If you're thinking about buying land for your home or business, chances are you're wondering about how to get financing for your purchase. So let’s deep-dive into some ideas on how you can approach this!
The best thing to do is to plan ahead before you decide to buy land. Once you spotted a plot of land that fits your interest and needs, you want to ensure the price is right.
For properties that you need financing for, you'll probably want to hire an appraiser to come up with an accurate value for the land, since that will be used when determining how much money you can borrow from a bank or lender.
If the land you are planning on purchasing has relatively low price and you intend to take a seller financing (most cases no credit report will be required), you can do your own due diligence on your land by taking some recently sold comparable properties from the region to determine the current market value to be sure you are making a good deal. Make sure to check our blog for more details on the due diligence process!

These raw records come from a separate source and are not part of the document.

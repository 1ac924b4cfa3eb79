//! Version-control capability: `git` subcommands run inside a workspace.

use std::path::Path;
use std::process::Stdio;
use tokio::process::Command;
use tracing::debug;

use crate::domain::errors::CapabilityError;
use crate::domain::models::GitOperation;

/// Identity used for commits made inside trial workspaces.
const COMMIT_IDENTITY: [&str; 4] = ["-c", "user.name=sleuth", "-c", "user.email=sleuth@localhost"];

/// Run one version-control operation in `workspace`.
pub async fn run(workspace: &Path, op: &GitOperation) -> Result<String, CapabilityError> {
    match op {
        GitOperation::GitStatus => git(workspace, &["status"]).await,
        GitOperation::GitDiffUnstaged => git(workspace, &["diff"]).await,
        GitOperation::GitDiffStaged => git(workspace, &["diff", "--cached"]).await,
        GitOperation::GitDiff { target } => {
            git(workspace, &["diff", revision_arg(target)?]).await
        }
        GitOperation::GitLog { max_count } => {
            let count = format!("--max-count={max_count}");
            git(workspace, &["log", &count, "--format=%h %ad %an%n    %s", "--date=short"]).await
        }
        GitOperation::GitShow { revision } => {
            git(workspace, &["show", revision_arg(revision)?]).await
        }
        GitOperation::GitAdd { files } => {
            if files.is_empty() {
                return Err(CapabilityError::InvalidArguments(
                    "git_add needs at least one file".to_string(),
                ));
            }
            let mut args: Vec<&str> = vec!["add", "--"];
            args.extend(files.iter().map(String::as_str));
            git(workspace, &args).await
        }
        GitOperation::GitCommit { message } => {
            let mut args: Vec<&str> = COMMIT_IDENTITY.to_vec();
            args.extend(["commit", "-m", message.as_str()]);
            git(workspace, &args).await
        }
        GitOperation::GitReset => git(workspace, &["reset"]).await,
        // No DWIM: a bare remote branch name must not create a local branch.
        GitOperation::GitCheckout { target } => {
            git(workspace, &["checkout", "--no-guess", revision_arg(target)?]).await
        }
        GitOperation::GitCreateBranch { .. } | GitOperation::GitDeleteBranch { .. } => {
            Err(CapabilityError::InvalidArguments(
                "branch creation and deletion are reserved for the supervisor".to_string(),
            ))
        }
        GitOperation::GitRevParse { revision } => {
            let out = git(workspace, &["rev-parse", "--verify", revision_arg(revision)?]).await?;
            Ok(out.trim().to_string())
        }
        GitOperation::GitRestore { revision, branch } => {
            let revision = revision_arg(revision)?;
            // The reset moves whatever branch is checked out, so that must be ours.
            git(workspace, &["checkout", "--force", revision_arg(branch)?, "--"]).await?;
            let reset = git(workspace, &["reset", "--hard", revision]).await?;
            let clean = git(workspace, &["clean", "-fd"]).await?;
            Ok(format!("{reset}{clean}"))
        }
    }
}

/// Refuse revisions that git would read as options.
fn revision_arg(value: &str) -> Result<&str, CapabilityError> {
    let value = value.trim();
    if value.is_empty() || value.starts_with('-') {
        return Err(CapabilityError::InvalidArguments(format!(
            "invalid revision '{value}'"
        )));
    }
    Ok(value)
}

async fn git(workspace: &Path, args: &[&str]) -> Result<String, CapabilityError> {
    debug!(workspace = %workspace.display(), args = ?args, "Running git");
    let output = Command::new("git")
        .args(args)
        .current_dir(workspace)
        .stdin(Stdio::null())
        .stdout(Stdio::piped())
        .stderr(Stdio::piped())
        .kill_on_drop(true)
        .output()
        .await?;

    if output.status.success() {
        Ok(String::from_utf8_lossy(&output.stdout).into_owned())
    } else {
        Err(CapabilityError::CommandFailed {
            command: format!("git {}", args.join(" ")),
            code: output.status.code(),
            stderr: String::from_utf8_lossy(&output.stderr).trim().to_string(),
        })
    }
}
//! Adapters for the systems an investigation touches: model backends,
//! capability servers, git worktrees, worker processes and the memory bank.

pub mod capabilities;
pub mod completion;
pub mod launchers;
pub mod storage;
pub mod workspace;
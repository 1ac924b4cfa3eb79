//! Local capability broker: git, files and shell commands on this machine.

use async_trait::async_trait;
use std::path::{Path, PathBuf};
use tracing::debug;

use super::filesystem::FileSystemCapability;
use super::git;
use super::processes::ProcessTable;
use crate::domain::errors::CapabilityError;
use crate::domain::models::{CapabilityRequest, FileOperation};
use crate::domain::ports::{CapabilityBroker, CapabilityConnection};

/// Opens connections that operate directly on a local workspace.
#[derive(Debug, Clone, Copy, Default)]
pub struct LocalCapabilityBroker;

impl LocalCapabilityBroker {
    pub const fn new() -> Self {
        Self
    }
}

#[async_trait]
impl CapabilityBroker for LocalCapabilityBroker {
    async fn open(&self, workspace: &Path) -> Result<Box<dyn CapabilityConnection>, CapabilityError> {
        let root = tokio::fs::canonicalize(workspace).await?;
        if !tokio::fs::metadata(&root).await?.is_dir() {
            return Err(CapabilityError::InvalidArguments(format!(
                "workspace {} is not a directory",
                root.display()
            )));
        }
        debug!(workspace = %root.display(), "Opened capability connection");
        Ok(Box::new(LocalConnection::new(root)))
    }
}

/// Connection bound to one workspace. Background commands it started are
/// stopped when it closes.
pub struct LocalConnection {
    workspace: PathBuf,
    files: FileSystemCapability,
    processes: ProcessTable,
    closed: bool,
}

impl LocalConnection {
    fn new(workspace: PathBuf) -> Self {
        Self {
            files: FileSystemCapability::new(workspace.clone()),
            processes: ProcessTable::new(workspace.clone()),
            workspace,
            closed: false,
        }
    }

    async fn file_operation(&mut self, op: &FileOperation) -> Result<String, CapabilityError> {
        match op {
            FileOperation::ReadFile { path } => self.files.read_file(path).await,
            FileOperation::ReadMultipleFiles { paths } => self.files.read_multiple_files(paths).await,
            FileOperation::WriteFile { path, content } => self.files.write_file(path, content).await,
            FileOperation::EditFile {
                path,
                old_text,
                new_text,
            } => self.files.edit_file(path, old_text, new_text).await,
            FileOperation::ListDirectory { path } => self.files.list_directory(path).await,
            FileOperation::CreateDirectory { path } => self.files.create_directory(path).await,
            FileOperation::SearchFiles { path, pattern } => {
                self.files.search_files(path, pattern).await
            }
            FileOperation::SearchCode {
                path,
                pattern,
                file_pattern,
            } => {
                self.files
                    .search_code(path, pattern, file_pattern.as_deref())
                    .await
            }
            FileOperation::ExecuteCommand {
                command,
                timeout_ms,
            } => self.processes.execute(command, *timeout_ms).await,
            FileOperation::ReadOutput { pid } => self.processes.read_output(*pid).await,
            FileOperation::ForceTerminate { pid } => self.processes.force_terminate(*pid).await,
        }
    }
}

#[async_trait]
impl CapabilityConnection for LocalConnection {
    async fn invoke(&mut self, request: &CapabilityRequest) -> Result<String, CapabilityError> {
        if self.closed {
            return Err(CapabilityError::ConnectionClosed);
        }
        match request {
            CapabilityRequest::Git(op) => git::run(&self.workspace, op).await,
            CapabilityRequest::File(op) => self.file_operation(op).await,
        }
    }

    async fn close(&mut self) {
        if self.closed {
            return;
        }
        self.processes.shutdown().await;
        self.closed = true;
        debug!(workspace = %self.workspace.display(), "Closed capability connection");
    }
}
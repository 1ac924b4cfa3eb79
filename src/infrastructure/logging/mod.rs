//! Logging infrastructure
//!
//! Structured logging using tracing and tracing-subscriber:
//! - stderr output, pretty or JSON
//! - JSON file output with daily rotation and retention cleanup
//! - Credential redaction for transcripts and error bodies

pub mod logger;
pub mod redact;

pub use logger::LoggerImpl;
pub use redact::redact;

Let’s have a look at what financing options are out there.
Land financing options
Whether you are buying land to build your dream home or simply looking to invest, having the right financing is key.
In general it's harder to get a loan for land because land loans are different from traditional mortgages. That said there are several options available that you need to consider before deciding. That financing might come from a number of sources.
1. Land or lot loan
If you are planning to build a home or use it for business purposes in the near future (e.g. within 1 year), this would be the most fitting option to go for. Land loans can be long-term or short-term loans, and they aren't always easy to get.
2. Construction loan
Meant for immediate planning to start building immediately. If you're planning on building a home, it's best to consult with home manufacturers who have experience with both loans and construction. You'll need to apply for a loan secured by land and provide information about the property you are planning to build. Here the manufacturer will help you to have everything planned and ready for construction to be able to start immediately after you get your loan.
Getting a loan from a lender
If you decide to take a land or construction loan from a lender, some additional steps will be required.
Work with a local lender who knows the area. A reputable lender will want to see that you have some credit history and income. If you have bad credit, it can be difficult to get a loan. You will need to gather information and proof that you are able to take on a loan to purchase land.
You don’t always need a specific amount of cash down, but you need to be able to prove that you can make the payments. You will need to gather information and proof that you are able to take on a loan to purchase land. Get a copy of your credit report and make sure it's accurate.
If you are not willing to put a high down payment, compare your options and check around with other banks or mortgage companies that may not have as high a standard on a down payment.
3. Seller financing
You may be able to get financing for your land without even seeing a bank! Make a proposal to the owner stating why they should let you finance the property through them. Ask the owner what terms they are willing to accept and see if those terms would be enough to get you approved. The good news is that the seller is interested in keeping the process less formal and will most likely opt out of checking your credit history which will make the financing transaction much faster and save you lots of time and effort. The sale agreement will contain the down payment and outstanding payments, their frequency and total duration. Once the property has been paid out, the seller will initiate the title transfer to you.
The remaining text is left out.